Focusing specifically on the last scene of the movie, the ritual sacrifice and where Willard is seemingly comtemplating whether or not he is going to complete his mission, the use of light and darnkess depicts the internal struggles within both Willard and Kurtz. When Willard rises from the water, camo paint covering his face, you can see that half his face seemed to be covered in shadows and the darkness of the night while the other half of his face is illuminated by the light of Kurtz's "camp". I thought that this lighting decision by the cinematographer for this shot really reflects the struggle that Willard has within himself throughout the entire journey that leads him to Kurtz. When we first meet Willard in the beginning of the movie, he is a broken man who seems incapable of emotion after coming back from the war. He is a dark man, who we saw laying in a hotel bed drunk beyond comprehension, and so angry that he punched a mirror with his bare hand. It seems as though the war has brought his life back at home to a standstill, and that the only way he can function is if he is at war. He is an assassin, who just sees his assignment to find and kill Kurtz as a assignment-nothing else. He listens to the tape of Kurtz and just seems him as crazy like everyone else. But as he travels down the river, and starts studying Kurtz's history, he finds out who Kurtz really is and can't figure out why someone so accomplished would go insane. Knowing this, I could see the manipulation of the lighting to mirror this struggle after Willard arrives at Kurtz's camp. In this actual shot, I believe that the lighting represents the struggle of good and evil going on within Willard over whether or not he should go through with his mission to kill Kurtz. It seemed to me that Willard became more human throughout his journey down the river, and as he grew to know more about Kurtz he realized that he didn't want to become was Kurtz already was. It was almost like Kurtz served as a mirror for Willard, showing what he could be if he let the evils of war continue to engulf him. I believe that Willard killing Kurtz was his choice towards good, in that he killed the evil that Kurtz was and left the native people in peace instead of choosing to bomb them like Kurtz wanted him to.
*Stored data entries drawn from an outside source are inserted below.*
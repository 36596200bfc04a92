//! Telling an unknown symbol apart from an unsupported timeframe.
//!
//! An empty answer at a non-daily timeframe, or a timeframe missing from the
//! provider's table, is ambiguous. The adapter asks for a single daily bar of
//! the same symbol: if that exists the timeframe is the problem, otherwise the
//! symbol is unknown to this provider.

use crate::connector::FetchRequest;
use crate::timeframe::{DAILY_MINUTES, Timeframe, TimeframeTable};
use crate::{Candle, CandelaError};

/// Records requested by a probe.
pub const PROBE_LIMIT: usize = 1;

/// The probe to send for an ambiguous `req`: same symbol and range, daily, one bar.
#[must_use]
pub fn probe_request(req: &FetchRequest) -> FetchRequest {
    req.retarget(Timeframe::daily(), PROBE_LIMIT)
}

/// True if an empty primary answer for `req` needs a probe.
///
/// Daily requests are never probed; daily is the timeframe every provider serves.
#[must_use]
pub const fn needs_probe(req: &FetchRequest, primary_len: usize) -> bool {
    primary_len == 0 && req.timeframe.minutes() != DAILY_MINUTES
}

/// Turn a probe outcome into the adapter's answer for `req`.
///
/// A non-empty probe means the symbol exists, so the original timeframe is
/// unsupported. An empty or failed probe means the symbol is unknown and the
/// adapter returns no candles.
///
/// # Errors
/// Returns `TimeframeUnsupported` from `table` when the probe found data.
pub fn resolve_probe(
    table: &TimeframeTable,
    req: &FetchRequest,
    probe: Result<Vec<Candle>, CandelaError>,
) -> Result<Vec<Candle>, CandelaError> {
    match probe {
        Ok(found) if !found.is_empty() => {
            #[cfg(feature = "tracing")]
            tracing::debug!(
                provider = table.provider(),
                symbol = %req.symbol,
                timeframe = %req.timeframe,
                "probe found symbol; timeframe unsupported"
            );
            Err(table.unsupported(&req.timeframe, &req.symbol))
        }
        Ok(_) => Ok(Vec::new()),
        Err(_err) => {
            #[cfg(feature = "tracing")]
            tracing::debug!(
                provider = table.provider(),
                symbol = %req.symbol,
                error = %_err,
                "probe failed; treating symbol as unknown"
            );
            Ok(Vec::new())
        }
    }
}
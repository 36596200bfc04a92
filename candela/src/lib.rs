//! Candela fetches OHLCV candles through an ordered chain of market-data providers.
//!
//! Overview
//! - Connectors implement [`CandleConnector`]; the [`ProviderManager`] tries them
//!   in registration order and returns the first fresh, non-empty series.
//! - Timeframes are canonicalized to minutes; each connector maps them onto its
//!   own vocabulary and reports unsupported ones with the list it does accept.
//! - Concurrent identical requests are coalesced into one run of the chain.
//!
//! Failure policy
//! - `TimeframeUnsupported`: the symbol exists but the timeframe does not. Ends
//!   the chain, since asking the next provider cannot change the answer.
//! - `StaleData`: the newest candle is older than [`FreshnessPolicy`] allows.
//!   Ends the chain.
//! - Anything else (network, HTTP status, malformed payload, empty series) is
//!   logged and the next provider is tried. When none qualifies the caller sees
//!   `AllProvidersFailed`.
//!
//! Example
//! ```rust,ignore
//! use std::sync::Arc;
//! use candela::{ProviderManager, StatsCollector};
//! use candela_moex::MoexConnector;
//! use candela_yahoo::YahooConnector;
//!
//! let stats = Arc::new(StatsCollector::new());
//! let moex = MoexConnector::builder().stats(stats.clone()).build()?;
//! let yahoo = YahooConnector::builder().stats(stats.clone()).build()?;
//!
//! let manager = ProviderManager::builder()
//!     .with_connector(Arc::new(moex))
//!     .with_connector(Arc::new(yahoo))
//!     .stats(stats)
//!     .build()?;
//!
//! let result = manager.fetch("SBER", "1h", 200).await?;
//! println!("{} candles from {}", result.data.len(), result.provider);
//! ```
//!
//! See `candela/examples/` for a runnable demonstration.
#![warn(missing_docs)]

mod manager;

pub use manager::{ProviderManager, ProviderManagerBuilder, ProviderResult};

pub use candela_core::{
    AdapterCache, CacheConfig, CandelaConfig, CandelaError, Candle, CandleConnector,
    FailureClass, FetchRequest, FreshnessPolicy, Granularity, PaginationConfig, StatsCollector,
    StatsSummary, Timeframe, TimeframeTable,
};
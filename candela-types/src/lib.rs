//! Candela data transfer objects, error taxonomy, and configuration primitives.
#![warn(missing_docs)]

mod candle;
mod config;
mod error;

pub use candle::Candle;
pub use config::{CacheConfig, CandelaConfig, FreshnessPolicy, PaginationConfig};
pub use error::{CandelaError, FailureClass};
This is another shot that is from the last scene of the film, during one of Kurtz's final monologues. This shot features the same lighting technique that was seen in the shot of Willard rising from the hazy water. This shot alone, with the lighting as the main focus, tells the viewer a lot about who Kurtz is and the struggles he faces between good and evil as well. I could tell that Kurtz was truly overcome by all that war represents, and let that evil nature penetrate his mentality and overcome his actions and thoughts. Some part of him, I believe, knew what he had become because he wanted Willard to kill him in the end. And I think that Kurtz, even more than Willard, was shown under the contrast of light and darkness during his presence on screen to illuminate the dark struggle that has taken over any rationality that he had in the past. It almost made me empathize with him in a way. Seeing this man, even more broken than Willard was in the beginning of the movie, shrouded in dark shadows but occasionally in light made me feel for him much like the way I felt for Jean-Do in The Diving Bell and the Butterfly. What has happened to Kurtz truly illustrates the inherent evil associated with war, and I believe that Kurtz could have been a different man if it weren't for the circumstances he was in.

Although these two men aren't humane or good people by any means, I think that this film featured a very real, raw depction of human struggle and emotion. Although the surface impression I got of both Willard and Kurtz made me think that they were both sick animals, a deeper analysis lead me to conclude that they are both very real and feeling people who inherently battled with the definitions, and subsequent actions, of good and evil within the context of war.